**Title:** Self-consistent calculations of Comptonised spectra of extended AGN coronae in Kerr spacetime

**Speaker:** Dr. Wenda Zhang (Astronomical Institute, Czech Academy of Sciences)

**Time:** 3 pm, March 7 (Thursday)

**Location:** Lecture Hall, 3rd floor

**Title:** Self-consistent calculations of Comptonised spectra of extended AGN coronae in Kerr spacetime

**Speaker:** Dr. Wenda Zhang (Astronomical Institute, Czech Academy of Sciences)
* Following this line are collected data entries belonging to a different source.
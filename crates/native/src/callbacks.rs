//! C callbacks handed to the component at instantiation.

use std::{
    ffi::{c_void, CStr},
    panic::{catch_unwind, AssertUnwindSafe},
    sync::Arc,
};

use tandem_core::{CallbackSink, LogMessage, Status};

use crate::{
    ffi::{fmi2CallbackFunctions, fmi2ComponentEnvironment, fmi2Status, fmi2String},
    memory,
};

/// Data reachable from the component through `componentEnvironment`.
pub(crate) struct CallbackContext {
    pub instance_name: String,
    pub sink: Arc<dyn CallbackSink>,
}

/// Builds the callback record pointing at `context`.
///
/// Both boxes must outlive the native instance.
pub(crate) fn callback_functions(context: &CallbackContext) -> Box<fmi2CallbackFunctions> {
    Box::new(fmi2CallbackFunctions {
        logger,
        allocateMemory: allocate_memory,
        freeMemory: free_memory,
        stepFinished: Some(step_finished),
        componentEnvironment: std::ptr::from_ref(context).cast_mut().cast(),
    })
}

unsafe fn string_or_empty(s: fmi2String) -> String {
    if s.is_null() {
        String::new()
    } else {
        // SAFETY: the component passes null-terminated strings.
        unsafe { CStr::from_ptr(s) }.to_string_lossy().into_owned()
    }
}

unsafe extern "C" fn logger(
    env: fmi2ComponentEnvironment,
    instance_name: fmi2String,
    status: fmi2Status,
    category: fmi2String,
    message: fmi2String,
) {
    let _ = catch_unwind(AssertUnwindSafe(|| {
        if env.is_null() {
            return;
        }
        // SAFETY: `env` is the context registered at instantiation, which the
        // adapter keeps alive until after the instance is freed.
        let context = unsafe { &*env.cast::<CallbackContext>() };
        let instance = unsafe { string_or_empty(instance_name) };
        let message = LogMessage {
            instance: if instance.is_empty() {
                context.instance_name.clone()
            } else {
                instance
            },
            status: Status::from_raw(status).unwrap_or(Status::Error),
            category: unsafe { string_or_empty(category) },
            message: unsafe { string_or_empty(message) },
        };
        context.sink.log(&message);
    }));
}

unsafe extern "C" fn step_finished(env: fmi2ComponentEnvironment, status: fmi2Status) {
    let _ = catch_unwind(AssertUnwindSafe(|| {
        if env.is_null() {
            return;
        }
        // SAFETY: see `logger`.
        let context = unsafe { &*env.cast::<CallbackContext>() };
        context
            .sink
            .step_finished(Status::from_raw(status).unwrap_or(Status::Error));
    }));
}

extern "C" fn allocate_memory(count: usize, size: usize) -> *mut c_void {
    memory::calloc(count, size)
}

unsafe extern "C" fn free_memory(block: *mut c_void) {
    // SAFETY: the component only frees blocks it obtained from `allocate_memory`.
    unsafe { memory::free(block) };
}

#[cfg(test)]
mod tests {
    use super::*;

    use std::ffi::CString;

    use parking_lot::Mutex;

    #[derive(Default)]
    struct Collect(Mutex<Vec<LogMessage>>);

    impl CallbackSink for Collect {
        fn log(&self, message: &LogMessage) {
            self.0.lock().push(message.clone());
        }
    }

    #[test]
    fn logger_forwards_format_string_to_sink() {
        let sink = Arc::new(Collect::default());
        let context = CallbackContext {
            instance_name: "ball".into(),
            sink: sink.clone(),
        };
        let functions = callback_functions(&context);

        let category = CString::new("logEvents").unwrap();
        let message = CString::new("bounce at %g").unwrap();
        unsafe {
            (functions.logger)(
                functions.componentEnvironment,
                std::ptr::null(),
                1,
                category.as_ptr(),
                message.as_ptr(),
            );
        }

        let logged = sink.0.lock();
        assert_eq!(logged.len(), 1);
        assert_eq!(logged[0].instance, "ball");
        assert_eq!(logged[0].status, Status::Warning);
        assert_eq!(logged[0].message, "bounce at %g");
    }

    #[test]
    fn memory_callbacks_round_trip() {
        let context = CallbackContext {
            instance_name: "m".into(),
            sink: Arc::new(Collect::default()),
        };
        let functions = callback_functions(&context);
        let block = (functions.allocateMemory)(3, 4);
        assert!(!block.is_null());
        unsafe { (functions.freeMemory)(block) };
    }
}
**Time:** 3 pm, March 7 (Thursday)

**Location:** Lecture Hall, 3rd floor

**Abstract:** The X-ray radiation of the AGNs and black hole X-ray binaries is originating from the innermost region of the accretion flow in the vicinity of the black hole, where the strong gravitational field plays an important role. Therefore, the X-ray emission contains information of the strong gravitational field as well as the accretion flow, and by analyzing the X-ray emission we can potentially put constraints on the properties of the black holes. One of the best examples is measuring the black hole spin by fitting the broad iron K fluorescent line profile. In some AGNs, especially narrow-line Seyfert 1 galaxies, to fit the broad iron line profile steep radial emissivity is required. Therefore in many studies, people make the simplification that the corona, which is generally believed to be responsible for the hard X-ray emission in AGNs by Comptonising the soft seed photons, is an isotropic, point-like source on the black hole rotation axis; this is known as the lamp-post scenario. In this scenario, the general relativistic calculations are greatly simplified. The energy spectrum of the corona is usually modeled by a powerlaw with low- and high-energy cutoffs. To perform more self-consistent and realistic calculations of Comptonised spectra of extended coronae, we develop a Monte Carlo radiative transfer code, MONK. We assume the Klein-Nishina cross section and include all general relativistic effects. In this talk, I will show that according to our calculations, the angular distribution and energy spectra may be distinct with an isotropic source with simple powerlaw spectrum, which will affect the size estimation of the corona as well as modeling of the reflection spectrum.